Estoy en el supermercado y me dirijo hacia las estanterías de frutas buscando las piñas, en la estantería de enfrente, donde están las naranjas y las toronjas, está un hombre mexicano colocando fruta fresca; tiene la mirada vacía y las manos cansadas, como la mayoría de indocumentados.
Tomo dos piñas y una docena de bananos, nuevamente volteo hacia donde está el hombre, su mirada vacía hace que me acerque e intente sacarlo de sus pensamientos momentáneamente, conozco esa agonía, conozco la profundidad de la desolación.
Me acerco y le digo, como si fuera mi amigo de toda la vida, pero norte queríamos, ¿verdad? De sus ojos se crispan dos lágrimas, instantáneamente, le acaricio una mano y le digo que no se preocupe, que a todos los pasa.
Comienza a hablar sin parar, las palabras salen una tras otra, yo bajo la canasta y la coloco junto a mis pies y me repeso en la estantería para escucharlo pacientemente, en momentos ya estamos rodeados de otros jornaleros que también colocan las frutas y verduras, y comienzan a hablar, en una especie de catarsis colectiva, prácticamente todos a la vez.
Todos son mexicanos, de aldeas remotas, hablan de sus pueblos, de la nostalgia y de la migración forzada, de cuando en cuando los interrumpo para guiar la terapia: ¿por qué migraron?, ¿hay trabajo en sus pueblos?, ¿qué añoran de su tierra?, ¿qué estarían haciendo en estos momentos de no haber emigrado?, ¿qué sienten?, ¿cómo es vivir sin documentos?, ¿qué sabor recuerdan más?, ¿recuerdan el olor a tierra mojada?, ¿cómo es sentir hambre?
Mientras hablan unos los otros cuidan que no llegue el supervisor y los regañe por no estar haciendo su trabajo.
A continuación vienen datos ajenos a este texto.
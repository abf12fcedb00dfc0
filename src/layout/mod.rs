//! Dashboard layout composer (pure geometry).
//!
//! Turns a viewport size into four fixed region rectangles. The sidebar, rail
//! and header sizes are constants; the main column takes whatever width is
//! left. Regions are described in pixels; the terminal shell converts them
//! to cells with [`RegionRect::to_cells`].

pub mod scroll;

pub use scroll::{ScrollSlot, ScrollSlots};

use std::fmt;
use tracing::warn;

/// Default sidebar width in pixels.
pub const DEFAULT_SIDEBAR_WIDTH: u32 = 224;
/// Default rail width in pixels.
pub const DEFAULT_RAIL_WIDTH: u32 = 288;
/// Default header height in pixels.
pub const DEFAULT_HEADER_HEIGHT: u32 = 60;

// ===== Region =====

/// One of the four fixed dashboard regions.
#[derive(Debug, Clone, Copy, PartialEq, Eq, Hash, PartialOrd, Ord)]
pub enum Region {
    /// Left navigation column, full height.
    Sidebar,
    /// Top bar between sidebar and rail.
    Header,
    /// Scrolling feed column.
    Main,
    /// Right utility column below the header.
    Rail,
}

impl Region {
    /// All regions in paint order (lowest stacking level first).
    pub const PAINT_ORDER: [Region; 4] = [Region::Main, Region::Header, Region::Rail, Region::Sidebar];

    /// Stacking level. Higher values are drawn over lower ones.
    pub fn z_index(self) -> u8 {
        match self {
            Region::Sidebar => 30,
            Region::Rail => 20,
            Region::Header => 10,
            Region::Main => 0,
        }
    }

    /// The scroll slot this region owns, if it scrolls at all.
    pub fn scroll_slot(self) -> Option<ScrollSlot> {
        match self {
            Region::Main => Some(ScrollSlot::Main),
            Region::Rail => Some(ScrollSlot::Rail),
            Region::Sidebar | Region::Header => None,
        }
    }

    /// Lowercase name used in layout descriptions.
    pub fn name(self) -> &'static str {
        match self {
            Region::Sidebar => "sidebar",
            Region::Header => "header",
            Region::Main => "main",
            Region::Rail => "rail",
        }
    }
}

impl fmt::Display for Region {
    fn fmt(&self, f: &mut fmt::Formatter<'_>) -> fmt::Result {
        f.write_str(self.name())
    }
}

// ===== RegionRect =====

/// Axis-aligned rectangle with a stacking level.
#[derive(Debug, Clone, Copy, PartialEq, Eq, Default)]
pub struct RegionRect {
    /// Left edge.
    pub x: u32,
    /// Top edge.
    pub y: u32,
    /// Width, possibly zero.
    pub width: u32,
    /// Height, possibly zero.
    pub height: u32,
    /// Stacking level.
    pub z: u8,
}

impl RegionRect {
    /// Right edge (exclusive).
    pub fn right(&self) -> u32 {
        self.x.saturating_add(self.width)
    }

    /// Bottom edge (exclusive).
    pub fn bottom(&self) -> u32 {
        self.y.saturating_add(self.height)
    }

    /// True when the rectangle covers no area.
    pub fn is_empty(&self) -> bool {
        self.width == 0 || self.height == 0
    }

    /// True when `(x, y)` lies inside the rectangle.
    pub fn contains(&self, x: u32, y: u32) -> bool {
        x >= self.x && x < self.right() && y >= self.y && y < self.bottom()
    }

    /// True when the two rectangles share any area.
    pub fn intersects(&self, other: &RegionRect) -> bool {
        !self.is_empty()
            && !other.is_empty()
            && self.x < other.right()
            && other.x < self.right()
            && self.y < other.bottom()
            && other.y < self.bottom()
    }

    /// Convert pixel geometry to cell geometry.
    ///
    /// Edges are floored independently so that regions which tile in pixels
    /// also tile in cells. A zero cell dimension is treated as one.
    pub fn to_cells(&self, cell: CellSize) -> RegionRect {
        let cw = cell.width.max(1);
        let ch = cell.height.max(1);
        let left = self.x / cw;
        let top = self.y / ch;
        RegionRect {
            x: left,
            y: top,
            width: self.right() / cw - left,
            height: self.bottom() / ch - top,
            z: self.z,
        }
    }
}

impl fmt::Display for RegionRect {
    fn fmt(&self, f: &mut fmt::Formatter<'_>) -> fmt::Result {
        write!(
            f,
            "x={} y={} w={} h={} z={}",
            self.x, self.y, self.width, self.height, self.z
        )
    }
}

/// Size of one terminal cell in pixels.
#[derive(Debug, Clone, Copy, PartialEq, Eq)]
pub struct CellSize {
    /// Cell width in pixels.
    pub width: u32,
    /// Cell height in pixels.
    pub height: u32,
}

impl CellSize {
    /// Create a cell size.
    pub fn new(width: u32, height: u32) -> Self {
        Self { width, height }
    }
}

impl Default for CellSize {
    fn default() -> Self {
        Self::new(8, 16)
    }
}

// ===== LayoutConstants =====

/// The three fixed dimensions of the dashboard.
#[derive(Debug, Clone, Copy, PartialEq, Eq)]
pub struct LayoutConstants {
    /// Sidebar width.
    pub sidebar_width: u32,
    /// Rail width.
    pub rail_width: u32,
    /// Header height.
    pub header_height: u32,
}

impl Default for LayoutConstants {
    fn default() -> Self {
        Self {
            sidebar_width: DEFAULT_SIDEBAR_WIDTH,
            rail_width: DEFAULT_RAIL_WIDTH,
            header_height: DEFAULT_HEADER_HEIGHT,
        }
    }
}

impl LayoutConstants {
    /// Smallest viewport width that leaves the main column non-empty.
    pub fn min_width(&self) -> u32 {
        self.sidebar_width.saturating_add(self.rail_width).saturating_add(1)
    }

    /// Smallest viewport height that leaves the main column non-empty.
    pub fn min_height(&self) -> u32 {
        self.header_height.saturating_add(1)
    }

    /// Compute the layout for a `width` x `height` viewport.
    ///
    /// Sizes that do not fit saturate at zero instead of going negative;
    /// the result is then [degenerate](DashboardLayout::is_degenerate).
    pub fn compute(&self, width: u32, height: u32) -> DashboardLayout {
        let fixed_width = self.sidebar_width.saturating_add(self.rail_width);
        let main_width = width.saturating_sub(fixed_width);
        let body_height = height.saturating_sub(self.header_height);

        let sidebar = RegionRect {
            x: 0,
            y: 0,
            width: self.sidebar_width,
            height,
            z: Region::Sidebar.z_index(),
        };
        let header = RegionRect {
            x: self.sidebar_width,
            y: 0,
            width: main_width,
            height: self.header_height,
            z: Region::Header.z_index(),
        };
        let main = RegionRect {
            x: self.sidebar_width,
            y: self.header_height,
            width: main_width,
            height: body_height,
            z: Region::Main.z_index(),
        };
        let rail = RegionRect {
            x: width.saturating_sub(self.rail_width),
            y: self.header_height,
            width: self.rail_width,
            height: body_height,
            z: Region::Rail.z_index(),
        };

        let layout = DashboardLayout {
            viewport: (width, height),
            sidebar,
            header,
            main,
            rail,
        };

        if layout.is_degenerate() {
            warn!(
                width,
                height,
                min_width = self.min_width(),
                min_height = self.min_height(),
                "Viewport too small for dashboard layout"
            );
        }

        layout
    }
}

/// Compute the layout with the default constants (224 / 288 / 60).
pub fn compute_layout(width: u32, height: u32) -> DashboardLayout {
    LayoutConstants::default().compute(width, height)
}

// ===== DashboardLayout =====

/// Four region rectangles for one viewport size.
#[derive(Debug, Clone, Copy, PartialEq, Eq)]
pub struct DashboardLayout {
    viewport: (u32, u32),
    sidebar: RegionRect,
    header: RegionRect,
    main: RegionRect,
    rail: RegionRect,
}

impl DashboardLayout {
    /// Viewport `(width, height)` this layout was computed for.
    pub fn viewport(&self) -> (u32, u32) {
        self.viewport
    }

    /// Rectangle of one region.
    pub fn region(&self, region: Region) -> RegionRect {
        match region {
            Region::Sidebar => self.sidebar,
            Region::Header => self.header,
            Region::Main => self.main,
            Region::Rail => self.rail,
        }
    }

    /// Regions with their rectangles, lowest stacking level first.
    pub fn paint_order(&self) -> impl Iterator<Item = (Region, RegionRect)> + '_ {
        Region::PAINT_ORDER.into_iter().map(|r| (r, self.region(r)))
    }

    /// The region drawn on top at `(x, y)`, if any.
    pub fn topmost_at(&self, x: u32, y: u32) -> Option<Region> {
        self.paint_order()
            .filter(|(_, rect)| rect.contains(x, y))
            .max_by_key(|(_, rect)| rect.z)
            .map(|(region, _)| region)
    }

    /// True when the main column has no area left.
    pub fn is_degenerate(&self) -> bool {
        self.main.is_empty()
    }

    /// True when no two regions share area.
    pub fn non_overlapping(&self) -> bool {
        let rects: Vec<RegionRect> = self.paint_order().map(|(_, r)| r).collect();
        rects
            .iter()
            .enumerate()
            .all(|(i, a)| rects[i + 1..].iter().all(|b| !a.intersects(b)))
    }

    /// Every region converted to cell geometry.
    pub fn to_cells(&self, cell: CellSize) -> DashboardLayout {
        let (w, h) = self.viewport;
        DashboardLayout {
            viewport: (w / cell.width.max(1), h / cell.height.max(1)),
            sidebar: self.sidebar.to_cells(cell),
            header: self.header.to_cells(cell),
            main: self.main.to_cells(cell),
            rail: self.rail.to_cells(cell),
        }
    }

    /// Multi-line text description, one region per line in paint order.
    pub fn describe(&self) -> String {
        let (w, h) = self.viewport;
        let mut out = format!("viewport {w}x{h}\n");
        for (region, rect) in self.paint_order() {
            out.push_str(&format!("{:<8} {rect}\n", region.name()));
        }
        out
    }
}

#[cfg(test)]
#[path = "layout_tests.rs"]
mod tests;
La vida de un indocumentado en Estados Unidos es cuesta arriba, pero la tragedia está en sus países de origen de donde se ven obligados a migrar por falta de oportunidades de desarrollo.
Fue una terapia colectiva de no más de cinco minutos, en donde todos expresaron a borbotones la agonía de la migración y la añoranza.
Son hombres de una edad promedio de 40 años pero debido al trabajo arduo desde niños, parecen de 60.
No soy extraña para ellos, llevo años yendo a ese supermercado, tal vez los mismos que ellos llevan trabajando ahí. Les doy las gracias por esos cinco minutos de conversación y camino hacia la estantería de los cereales y pienso en ese instante de catarsis, en donde todos sin quererlo, sin proponérselo expresaron y también momentáneamente aliviaron la carga emocional.
Salgo del supermercado, con un nudo en la garganta, pensando en los miles de niños que también crecerán en la miseria y la explotación y que con su vidas rotas también se convertirán en hombres adultos, con miradas perdidas en el vacío el tiempo y el olvido.